In 1931 he became a correspondent member of the Academy of Physical and Mathematical Sciences of Naples, becoming an ordinary member in 1938. In 1944 he became an ordinary member of the Pontanian Academy, and in 1947 a correspondent member of the Accademia dei Lincei, and a national member in 1958. He was also a correspondent member of the Paduan Academy of Sciences, Letters, and Arts. In the years from 1947 to 1957 he directed, together with Carlo Miranda, the journal Giornale di Matematiche, founded by Giuseppe Battaglini. In 1948 he became a member of the editing committee of Annali di Matematica, and starting in 1952 he was also a member of the editing committee of Ricerche di Matematica. In 1953 the Academy of Lincei bestowed on him the national prize of physical, mathematical, and natural sciences.
He was an excellent pianist, noted as well for his nonconformist temperament. He tried out the vagrant life, and was arrested for begging. In May 1938 he gave a speech against Adolf Hitler and Benito Mussolini, when the latter was visiting Naples. Together with his companion Sara Mancuso, he had the French national anthem played by an orchestra, after which he began to speak against fascism and Nazism in the presence of OVRA agents. He was again arrested, but his aunt, Maria Bakunin, who at the time was a professor of chemistry at the University of Naples, succeeded in having him released by convincing the authorities that her nephew was non compos mentis. Thus Caccioppoli was interned, but he continued his studies in mathematics, and playing the piano.
His most important works, out of a total of around eighty publications, relate to functional analysis and the calculus of variations. Beginning in 1930 he dedicated himself to the study of differential equations, the first to use a topological-functional approach. Proceeding in this way, in 1931 he extended the Brouwer fixed point theorem, applying the results obtained both from ordinary differential equations and partial differential equations.
In 1932 he introduced the general concept of inversion of functional correspondence, showing that a transformation between two Banach spaces is invertible only if it is locally invertible and if the only convergent sequences are the compact ones.
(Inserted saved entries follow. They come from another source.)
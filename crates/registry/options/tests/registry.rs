use std::io::Write;

use fetchopt_options::{
	MaxRedirects, RequestContent, RequestContentType, RequestMethod, SslVerifyMode, UserAgent,
	VerifyMode,
};
use fetchopt_registry::{OptionRegistry, RegistryOption, TaggedValue, config};
use pretty_assertions::assert_eq;
use proptest::prelude::*;

#[test]
fn request_method_round_trip() {
	let mut r = OptionRegistry::new();
	r.set(RequestMethod::new("POST"));
	assert_eq!(r.get::<RequestMethod>().value(), "POST");
}

#[test]
fn verify_mode_size_option() {
	let mut r = OptionRegistry::new();
	assert_eq!(r.get::<SslVerifyMode>().mode(), VerifyMode::PEER);

	r.set(SslVerifyMode::from(VerifyMode::NONE));
	assert_eq!(*r.get::<SslVerifyMode>().value(), 0);
	assert_eq!(r.get::<SslVerifyMode>().mode(), VerifyMode::NONE);
}

#[test]
fn set_all_into_empty_registry() {
	let mut r = OptionRegistry::new();
	r.set(RequestMethod::new("PUT"));
	r.set(SslVerifyMode::from(VerifyMode::NONE));

	let mut r2 = OptionRegistry::new();
	r2.set_all(&r);

	assert_eq!(r2.get::<RequestMethod>(), r.get::<RequestMethod>());
	assert_eq!(r2.get::<SslVerifyMode>(), r.get::<SslVerifyMode>());
}

#[test]
fn clear_request_method_returns_get() {
	let mut r = OptionRegistry::new();
	r.set(RequestMethod::new("DELETE"));
	r.clear::<RequestMethod>();
	assert_eq!(r.get::<RequestMethod>().value(), "GET");
}

#[test]
fn options_do_not_interfere() {
	let mut r = OptionRegistry::new();
	r.set(RequestContent::new("{\"a\":1}"));
	r.set(RequestContentType::new("application/json"));
	r.set(UserAgent::new("fetchopt/0.1"));
	r.set(MaxRedirects::new(3));

	assert_eq!(r.len(), 4);
	assert_eq!(r.get::<RequestContent>().value(), "{\"a\":1}");
	assert_eq!(r.get::<RequestContentType>().value(), "application/json");
	assert_eq!(r.get::<UserAgent>().value(), "fetchopt/0.1");
	assert!(!r.get::<MaxRedirects>().is_unlimited());
	assert_eq!(r.get::<RequestMethod>().value(), "GET");
}

#[test]
fn copies_are_independent() {
	let mut original = OptionRegistry::new();
	original.set(UserAgent::new("original"));

	let mut copy = original.clone();
	copy.set(UserAgent::new("copy"));
	original.set(MaxRedirects::new(0));

	assert_eq!(original.get::<UserAgent>().value(), "original");
	assert_eq!(copy.get::<UserAgent>().value(), "copy");
	assert!(copy.get::<MaxRedirects>().is_unlimited());
}

#[test]
fn moved_value_reads_as_default() {
	let mut r = OptionRegistry::new();
	r.set(UserAgent::new("gone"));

	let moved = r.take_value(UserAgent::id());

	assert_eq!(moved, Some(TaggedValue::from("gone")));
	assert_eq!(r.get::<UserAgent>(), UserAgent::default());
}

#[test]
fn builtin_catalog_has_no_collisions() {
	let catalog = fetchopt_options::catalog().unwrap();
	for key in [
		"request-method",
		"request-content",
		"request-content-type",
		"max-redirects",
		"user-agent",
		"ssl-verify-mode",
	] {
		assert!(catalog.get(key).is_some(), "missing {key}");
	}
	assert_eq!(
		catalog.by_id(MaxRedirects::id()).map(|d| d.default_value()),
		Some(TaggedValue::Size(u64::MAX))
	);
}

#[test]
fn config_file_drives_builtin_options() {
	let catalog = fetchopt_options::catalog().unwrap();
	let mut file = tempfile::NamedTempFile::new().unwrap();
	write!(
		file,
		r#"
[options]
request-method = "POST"
request-content-type = "text/plain"
max-redirects = 10
ssl-verify-mode = 0
"#
	)
	.unwrap();

	let r = config::load_file(&catalog, file.path()).unwrap();

	assert_eq!(r.get::<RequestMethod>().value(), "POST");
	assert_eq!(r.get::<RequestContentType>().value(), "text/plain");
	assert_eq!(*r.get::<MaxRedirects>().value(), 10);
	assert_eq!(r.get::<SslVerifyMode>().mode(), VerifyMode::NONE);
}

#[test]
fn config_rejects_invalid_builtin_values() {
	let catalog = fetchopt_options::catalog().unwrap();
	assert!(config::load_str(&catalog, "[options]\nrequest-method = \"GE T\"\n").is_err());
	assert!(config::load_str(&catalog, "[options]\nssl-verify-mode = 64\n").is_err());
	assert!(config::load_str(&catalog, "[options]\nuser-agent = 5\n").is_err());
}

#[test]
fn typed_values_read_back_by_key_unvalidated() {
	let catalog = fetchopt_options::catalog().unwrap();
	let mut r = OptionRegistry::new();
	r.set(RequestMethod::new("GET /"));
	r.set(SslVerifyMode::new(0x40));

	assert_eq!(r.get_raw(&catalog, "request-method"), Ok(TaggedValue::from("GET /")));
	assert_eq!(r.get_raw(&catalog, "ssl-verify-mode"), Ok(TaggedValue::Size(0x40)));
}

#[test]
fn adjusted_option_is_stored() {
	let mut redirects = MaxRedirects::default();
	assert!(redirects.is_unlimited());
	redirects.set_value(3);

	let mut agent = UserAgent::new("fetch/1");
	agent.set_value("fetch/2");

	let mut r = OptionRegistry::new();
	r.set(redirects);
	r.set(agent);

	assert_eq!(*r.get::<MaxRedirects>().value(), 3);
	assert_eq!(r.get::<UserAgent>().value(), "fetch/2");
}

proptest! {
	#[test]
	fn any_agent_round_trips(agent in ".*") {
		let mut r = OptionRegistry::new();
		r.set(UserAgent::new(agent.clone()));
		prop_assert_eq!(r.get::<UserAgent>().into_value(), agent);
	}

	#[test]
	fn clear_after_set_is_default(limit in any::<u64>()) {
		let mut r = OptionRegistry::new();
		r.set(MaxRedirects::new(limit));
		r.clear::<MaxRedirects>();
		prop_assert_eq!(r.get::<MaxRedirects>(), MaxRedirects::default());
	}
}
Between 1933 and 1938 he applied his results to elliptic equations, establishing the majorizing limits for their solutions, generalizing the two-dimensional case of Felix Bernstein. At the same time he studied analytic functions of several complex variables, i.e. analytic functions whose domain belongs to the vector space Cn, proving in 1933 the fundamental theorem on normal families of such functions: if a family is normal with respect to every complex variable, it is also normal with respect to the set of the variables. He also proved a logarithmic residue formula for functions of two complex variables in 1949.
In 1935 Caccioppoli proved the analyticity of class C2 solutions of elliptic equations with analytic coefficients.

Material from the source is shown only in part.